“世界が終るまでは 離れる事もない……”
电视里播放着今天刚去过的现场的节目,音箱中传出熟悉的歌声,仔细去听的话,似乎比现场的音质更好一点。
牧知白听出了其中的差距。
但他不懂音箱,不会去感慨富婆的奢侈。
他现在只想回到傍晚,给那个跟长腿妹一起走的自己狠狠来一耳光。
又或者,逃离这里。
但头顶的两座大山是如此沉重,饶是孙猴子,背着一座山也很吃力,更何况是他。
一曲结束,某人结束了哼唱,松开箍着他脖子的一只手,伸出去拿冰啤酒。
牧知白犹豫了一下,还是选择了老实没动。
再说一遍,挣扎如果失败,就要面对加倍的屈辱。
他已经认命。
但是……
“咕咚——咕咚——哈——”
他想不明白,啤酒这玩意有什么好的,为什么这人能发出这么舒服的声音。
不过这不重要,毕竟这不是什么奇奇怪怪的霓虹动漫情节,这声音并不会让他浮想联翩。
重点是——
额头传来温热的触感。
什么舒服的呻吟,太小儿科了,大姐姐只玩真实。
牧知白满脸黑线,深吸口气努力压抑着怒火,沉声道:“你故意的吗?”
长腿妹抬起头,舌头还在嘴唇上舔了一圈。
“浪费是很可耻的行为,你难道不这么认为吗?”
“那你就别把啤酒滴在我脑门上。”
“这只是个意外。”
“你今晚已经意外了十几次了!”
“嗯……那你再陪我多练习一会?再来个百八十次,应该就不会了吧。”
牧知白闭嘴,心说自己又气糊涂了,居然试图跟一个神经病讲道理。
沉默片刻。
牧知白瞥了眼挂钟,时间已到晚上十点。
抛开经常被噩梦惊醒导致睡眠时间不稳定不谈,总的来说,他是个作息很规律的人。
除了高三那会学校要求晚上加课,要等到十一点后才能睡,他一般这个点都已经躺床上了。
他打了哈欠,问:“我睡哪?”
“别急,给你准备了地方。”
“我要睡了。别跟我说你不知道这件事。”
长腿妹嗤笑一声。
牧知白拳头硬了一下。
“行吧,今天就迁就你一下好了,但以后可就是你迁就我了哦。”
牧知白无言,只是在心中怒骂。
这话听着,她似乎是把自己当成了什么可以肆意玩弄的宠物。
牧知白暗暗发誓,总有一天,要让她跪着唱征服。
至于为什么……
其实他也不知道,只是以前在学校里经常听别人这样说,产生了思维惯性。
长腿妹切断手机投屏,将牧知白扛到肩上,走回了自己的卧室。
牧知白被粗暴地扔到床上。
这一幕牧知白很熟,性别反转一下,电视上常见。
但问题是性别没有反转。
在床垫上弹了两下,牧知白有些不适应这么柔软的床,翻过身,有些生无可恋地看向长腿妹。
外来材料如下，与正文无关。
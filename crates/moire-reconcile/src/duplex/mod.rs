//! Duplex connection resolution.
//!
//! Each `connection` node is one side's report of a bidirectional link.
//! Legs sharing an unordered endpoint pair (and link id) are merged into a
//! [`DuplexConnection`]; a direction nobody reported gets a placeholder leg
//! so partial information stays visible.

use std::collections::{BTreeMap, HashMap};

use serde::Serialize;
use tracing::debug;

use crate::attrs::{self, AttrBag, keys};
use crate::model::{Node, ProcessInfo};

mod health;
mod identity;
mod pending;
mod view;

pub use health::{ConnectionState, Health, HealthThresholds};
pub use identity::{
    ConnectionIdentity, UNKNOWN_ENDPOINT, canonical_token, duplex_key, duplex_row_key,
    parse_token, resolve_identity,
};
pub use pending::{PendingIndex, PendingRefs};
pub use view::{ConnectionView, SeverityFilter, SortDirection, SortKey, apply_view};

pub const CONNECTION_KIND: &str = "connection";

/// One directional observation of a connection.
#[derive(Debug, Clone, PartialEq, Serialize)]
pub struct ConnectionLeg {
    /// `None` for a synthesized leg.
    pub node_id: Option<String>,
    pub token: String,
    pub direction_from: String,
    pub direction_to: String,
    pub process: String,
    pub proc_key: String,
    pub pid: Option<i64>,
    pub command: Option<String>,
    pub process_status: Option<String>,
    pub state: ConnectionState,
    pub pending_requests: Option<u64>,
    pub pending_responses: Option<u64>,
    pub pending_request_ids: Vec<String>,
    pub pending_response_ids: Vec<String>,
    pub last_recv_age_ns: Option<i64>,
    pub last_sent_age_ns: Option<i64>,
    pub health: Health,
    pub is_missing: bool,
}

/// Order-independent merge of up to two legs.
#[derive(Debug, Clone, PartialEq, Serialize)]
pub struct DuplexConnection {
    pub key: String,
    pub label: String,
    pub endpoint_a: String,
    pub endpoint_b: String,
    pub link: String,
    pub legs: Vec<ConnectionLeg>,
    pub pending_requests: Option<u64>,
    pub pending_responses: Option<u64>,
    pub pending_total: u64,
    pub last_recv_age_ns: Option<i64>,
    pub last_sent_age_ns: Option<i64>,
    pub health: Health,
}

impl DuplexConnection {
    pub fn involves_process(&self, process: &str) -> bool {
        self.endpoint_a == process
            || self.endpoint_b == process
            || self
                .legs
                .iter()
                .any(|leg| leg.process == process || leg.proc_key == process)
    }
}

/// Process metadata keyed by process key, then by process name.
#[derive(Debug, Clone, Default)]
pub struct ProcessDirectory {
    by_proc_key: HashMap<String, ProcessInfo>,
    by_name: HashMap<String, ProcessInfo>,
}

impl ProcessDirectory {
    pub fn new(processes: impl IntoIterator<Item = ProcessInfo>) -> Self {
        let mut directory = Self::default();
        for info in processes {
            directory
                .by_name
                .entry(info.process.clone())
                .or_insert_with(|| info.clone());
            directory.by_proc_key.insert(info.proc_key.clone(), info);
        }
        directory
    }

    pub fn lookup(&self, proc_key: &str, process: &str) -> Option<&ProcessInfo> {
        self.by_proc_key
            .get(proc_key)
            .or_else(|| self.by_name.get(process))
    }
}

#[derive(Debug, Clone, Copy, Default)]
pub struct DuplexOptions {
    /// Keep closed legs instead of dropping them before grouping.
    pub include_closed: bool,
}

/// Merges connection nodes into duplex rows.
#[derive(Debug, Clone)]
pub struct DuplexResolver<'a> {
    pub thresholds: HealthThresholds,
    pub processes: &'a ProcessDirectory,
    /// Capture time, used to turn absolute "last seen" timestamps into ages.
    pub captured_at_ns: Option<i64>,
    pub options: DuplexOptions,
}

struct Group {
    endpoint_a: String,
    endpoint_b: String,
    link: String,
    legs: Vec<ConnectionLeg>,
}

impl<'a> DuplexResolver<'a> {
    pub fn new(processes: &'a ProcessDirectory) -> Self {
        Self {
            thresholds: HealthThresholds::default(),
            processes,
            captured_at_ns: None,
            options: DuplexOptions::default(),
        }
    }

    /// Resolves every `connection` node in `nodes`, building the pending
    /// index from the `request`/`response` nodes of the same slice.
    pub fn resolve(&self, nodes: &[Node]) -> Vec<DuplexConnection> {
        let pending = PendingIndex::from_nodes(nodes);
        self.resolve_with_pending(nodes, &pending)
    }

    pub fn resolve_with_pending(
        &self,
        nodes: &[Node],
        pending: &PendingIndex,
    ) -> Vec<DuplexConnection> {
        let mut groups: BTreeMap<String, Group> = BTreeMap::new();

        for node in nodes.iter().filter(|node| node.kind == CONNECTION_KIND) {
            let state = ConnectionState::from_attrs(&node.attrs);
            if state == ConnectionState::Closed && !self.options.include_closed {
                debug!(node_id = %node.id, "skipping closed connection");
                continue;
            }
            let identity = resolve_identity(node);
            let leg = self.observed_leg(node, &identity, state, pending);
            let (a, b) = identity.endpoints();
            let group = groups.entry(identity.row_key()).or_insert_with(|| Group {
                endpoint_a: a.to_string(),
                endpoint_b: b.to_string(),
                link: identity.link.clone(),
                legs: Vec::new(),
            });
            push_leg(&mut group.legs, leg);
        }

        groups
            .into_iter()
            .map(|(key, group)| self.finish(key, group, pending))
            .collect()
    }

    fn observed_leg(
        &self,
        node: &Node,
        identity: &ConnectionIdentity,
        state: ConnectionState,
        pending: &PendingIndex,
    ) -> ConnectionLeg {
        let refs = pending.lookup(identity);
        let pending_requests = node
            .attrs
            .count(keys::PENDING_REQUESTS)
            .or_else(|| refs.map(|r| r.request_ids.len() as u64));
        let pending_responses = node
            .attrs
            .count(keys::PENDING_RESPONSES)
            .or_else(|| refs.map(|r| r.response_ids.len() as u64));
        let last_recv_age_ns = node.attrs.age_ns(&attrs::LAST_RECV_AGE, self.captured_at_ns);
        let last_sent_age_ns = node.attrs.age_ns(&attrs::LAST_SENT_AGE, self.captured_at_ns);

        let mut health =
            self.thresholds
                .classify(pending_requests, pending_responses, last_recv_age_ns);
        if state == ConnectionState::Closed {
            health = health.max(Health::Warning);
        }

        let info = self.processes.lookup(&node.proc_key, &node.process);
        ConnectionLeg {
            node_id: Some(node.id.clone()),
            token: identity.token.clone(),
            direction_from: identity.src.clone(),
            direction_to: identity.dst.clone(),
            process: node.process.clone(),
            proc_key: node.proc_key.clone(),
            pid: info.and_then(|i| i.pid),
            command: info.and_then(|i| i.command.clone()),
            process_status: info.map(|i| i.status.clone()),
            state,
            pending_requests,
            pending_responses,
            pending_request_ids: refs.map(|r| r.request_ids.clone()).unwrap_or_default(),
            pending_response_ids: refs.map(|r| r.response_ids.clone()).unwrap_or_default(),
            last_recv_age_ns,
            last_sent_age_ns,
            health,
            is_missing: false,
        }
    }

    fn missing_leg(
        &self,
        from: &str,
        to: &str,
        link: &str,
        pending: &PendingIndex,
    ) -> ConnectionLeg {
        let identity = ConnectionIdentity {
            token: canonical_token(from, to, link),
            src: from.to_string(),
            dst: to.to_string(),
            link: link.to_string(),
            parsed: true,
        };
        let refs = pending.lookup(&identity);
        let pending_requests = refs.map(|r| r.request_ids.len() as u64);
        let pending_responses = refs.map(|r| r.response_ids.len() as u64);
        let health = self
            .thresholds
            .classify(pending_requests, pending_responses, None)
            .max(Health::Warning);
        // The reporting side is unknown; endpoints are usually process names.
        let info = self.processes.lookup(from, from);
        ConnectionLeg {
            node_id: None,
            token: identity.token,
            direction_from: identity.src,
            direction_to: identity.dst,
            process: info.map(|i| i.process.clone()).unwrap_or_else(|| from.to_string()),
            proc_key: info.map(|i| i.proc_key.clone()).unwrap_or_default(),
            pid: info.and_then(|i| i.pid),
            command: info.and_then(|i| i.command.clone()),
            process_status: info.map(|i| i.status.clone()),
            state: ConnectionState::Missing,
            pending_requests,
            pending_responses,
            pending_request_ids: refs.map(|r| r.request_ids.clone()).unwrap_or_default(),
            pending_response_ids: refs.map(|r| r.response_ids.clone()).unwrap_or_default(),
            last_recv_age_ns: None,
            last_sent_age_ns: None,
            health,
            is_missing: true,
        }
    }

    fn finish(&self, key: String, mut group: Group, pending: &PendingIndex) -> DuplexConnection {
        let (a, b) = (group.endpoint_a.clone(), group.endpoint_b.clone());
        let mut expected = vec![(a.clone(), b.clone())];
        if a != b {
            expected.push((b.clone(), a.clone()));
        }
        for (from, to) in &expected {
            let covered = group
                .legs
                .iter()
                .any(|leg| &leg.direction_from == from && &leg.direction_to == to);
            if !covered {
                debug!(%key, %from, %to, "synthesizing missing connection leg");
                let leg = self.missing_leg(from, to, &group.link, pending);
                group.legs.push(leg);
            }
        }
        group
            .legs
            .sort_by_key(|leg| (leg.direction_from != a, leg.direction_from.clone()));

        let pending_requests = sum_present(group.legs.iter().map(|leg| leg.pending_requests));
        let pending_responses = sum_present(group.legs.iter().map(|leg| leg.pending_responses));
        let health = group
            .legs
            .iter()
            .map(|leg| leg.health)
            .max()
            .unwrap_or(Health::Healthy);
        let label = if group.link.is_empty() {
            format!("{a} <-> {b}")
        } else {
            format!("{a} <-> {b} ({})", group.link)
        };

        DuplexConnection {
            label,
            endpoint_a: a,
            endpoint_b: b,
            link: group.link,
            pending_total: pending_requests.unwrap_or(0) + pending_responses.unwrap_or(0),
            pending_requests,
            pending_responses,
            last_recv_age_ns: group.legs.iter().filter_map(|leg| leg.last_recv_age_ns).max(),
            last_sent_age_ns: group.legs.iter().filter_map(|leg| leg.last_sent_age_ns).max(),
            health,
            legs: group.legs,
            key,
        }
    }
}

/// Keeps at most one leg per direction, preferring the worse one.
fn push_leg(legs: &mut Vec<ConnectionLeg>, leg: ConnectionLeg) {
    let existing = legs.iter_mut().find(|existing| {
        existing.direction_from == leg.direction_from && existing.direction_to == leg.direction_to
    });
    match existing {
        Some(existing) => {
            debug!(
                kept = ?existing.node_id,
                other = ?leg.node_id,
                "duplicate connection leg for one direction"
            );
            if leg.health > existing.health {
                *existing = leg;
            }
        }
        None => legs.push(leg),
    }
}

fn sum_present(values: impl Iterator<Item = Option<u64>>) -> Option<u64> {
    values.fold(None, |acc, value| match (acc, value) {
        (None, None) => None,
        (acc, value) => Some(acc.unwrap_or(0) + value.unwrap_or(0)),
    })
}

/// Attributes used by renderers to label a connection node directly.
pub fn connection_label(attrs: &AttrBag, fallback: &str) -> String {
    attrs
        .string(keys::CONNECTION_TOKEN)
        .and_then(|token| parse_token(&token))
        .map(|(src, dst, _)| format!("{src} -> {dst}"))
        .unwrap_or_else(|| fallback.to_string())
}
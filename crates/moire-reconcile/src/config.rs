//! Inspector settings with environment overrides.

use std::path::PathBuf;
use std::str::FromStr;

use tracing::warn;

use crate::duplex::HealthThresholds;
use crate::timeline::TimelineConfig;

pub const DEFAULT_BASE_URL: &str = "http://127.0.0.1:9130";

const SEC: i64 = 1_000_000_000;

#[derive(Debug, Clone, PartialEq)]
pub struct InspectConfig {
    /// Base URL of the `/api/sql` collaborator.
    pub base_url: String,
    /// Local snapshot database; when set it is queried instead of `base_url`.
    pub db_path: Option<PathBuf>,
    pub thresholds: HealthThresholds,
    pub timeline: TimelineConfig,
}

impl Default for InspectConfig {
    fn default() -> Self {
        Self {
            base_url: DEFAULT_BASE_URL.to_string(),
            db_path: None,
            thresholds: HealthThresholds::default(),
            timeline: TimelineConfig::default(),
        }
    }
}

impl InspectConfig {
    pub fn from_env() -> Self {
        Self::from_lookup(|key| std::env::var(key).ok())
    }

    /// Builds a config from `lookup`; unparseable values keep the default.
    pub fn from_lookup(lookup: impl Fn(&str) -> Option<String>) -> Self {
        let mut config = Self::default();
        if let Some(url) = lookup("MOIRE_URL").filter(|url| !url.trim().is_empty()) {
            config.base_url = url;
        }
        config.db_path = lookup("MOIRE_DB")
            .filter(|path| !path.trim().is_empty())
            .map(PathBuf::from);

        let t = &mut config.thresholds;
        override_with(&lookup, "MOIRE_PENDING_WARN", &mut t.pending_warning);
        override_with(&lookup, "MOIRE_PENDING_CRIT", &mut t.pending_critical);
        let mut recv_warn_secs = t.recv_age_warning_ns / SEC;
        let mut recv_crit_secs = t.recv_age_critical_ns / SEC;
        override_with(&lookup, "MOIRE_RECV_WARN_SECS", &mut recv_warn_secs);
        override_with(&lookup, "MOIRE_RECV_CRIT_SECS", &mut recv_crit_secs);
        t.recv_age_warning_ns = recv_warn_secs.saturating_mul(SEC);
        t.recv_age_critical_ns = recv_crit_secs.saturating_mul(SEC);

        override_with(&lookup, "MOIRE_TIMELINE_LIMIT", &mut config.timeline.page_size);
        if config.timeline.page_size == 0 {
            warn!("MOIRE_TIMELINE_LIMIT must be positive, using default");
            config.timeline.page_size = TimelineConfig::default().page_size;
        }
        config
    }
}

fn override_with<T: FromStr>(lookup: &impl Fn(&str) -> Option<String>, key: &str, slot: &mut T) {
    let Some(raw) = lookup(key) else {
        return;
    };
    match raw.trim().parse() {
        Ok(value) => *slot = value,
        Err(_) => warn!(key, value = %raw, "ignoring unparseable setting"),
    }
}

#[cfg(test)]
mod tests {
    use super::*;
    use std::collections::HashMap;

    fn lookup(pairs: &[(&str, &str)]) -> impl Fn(&str) -> Option<String> {
        let map: HashMap<String, String> = pairs
            .iter()
            .map(|(k, v)| (k.to_string(), v.to_string()))
            .collect();
        move |key| map.get(key).cloned()
    }

    #[test]
    fn defaults_without_environment() {
        let config = InspectConfig::from_lookup(lookup(&[]));
        assert_eq!(config, InspectConfig::default());
        assert_eq!(config.thresholds.pending_critical, 25);
        assert_eq!(config.timeline.page_size, 25);
    }

    #[test]
    fn overrides_and_bad_values() {
        let config = InspectConfig::from_lookup(lookup(&[
            ("MOIRE_URL", "http://debug-box:9130"),
            ("MOIRE_DB", "/tmp/moire.sqlite"),
            ("MOIRE_PENDING_WARN", "5"),
            ("MOIRE_PENDING_CRIT", "many"),
            ("MOIRE_RECV_CRIT_SECS", "120"),
            ("MOIRE_TIMELINE_LIMIT", "0"),
        ]));
        assert_eq!(config.base_url, "http://debug-box:9130");
        assert_eq!(config.db_path, Some(PathBuf::from("/tmp/moire.sqlite")));
        assert_eq!(config.thresholds.pending_warning, 5);
        assert_eq!(config.thresholds.pending_critical, 25);
        assert_eq!(config.thresholds.recv_age_warning_ns, 15 * SEC);
        assert_eq!(config.thresholds.recv_age_critical_ns, 120 * SEC);
        assert_eq!(config.timeline.page_size, 25);
    }
}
长腿妹脱下宽松的T恤,露出感觉随时会被撑爆的抹胸,一点身为女性的矜持与自觉也没有,甩掉拖鞋,动作和表情都十分自然地爬上了床。
烂俗的桥段并没有发生。
她躺在了牧知白身边,一把将他搂在怀里,像是搂着一只毛绒玩偶。
“爱酱,睡眠模式,一号方案。”
“好的。”
人工智能的声音响起,房间陷入黑暗,窗帘缓缓合上,空调发出滴——的一声,进入睡眠模式。
牧知白望着天花板,眼神有些迷惘。
以前他读到一个段子,段子的内容很简单,就是一个老农猜测皇帝的生活,觉得皇帝是用金锄头耕地。
他当时笑了,笑那老农无知得可爱。
现在他觉得自己就是那个老农。
他想过自己有钱后的生活,无非就是大房子,大电视,柔软的大床,舍得开二十四小时不停的空调之类。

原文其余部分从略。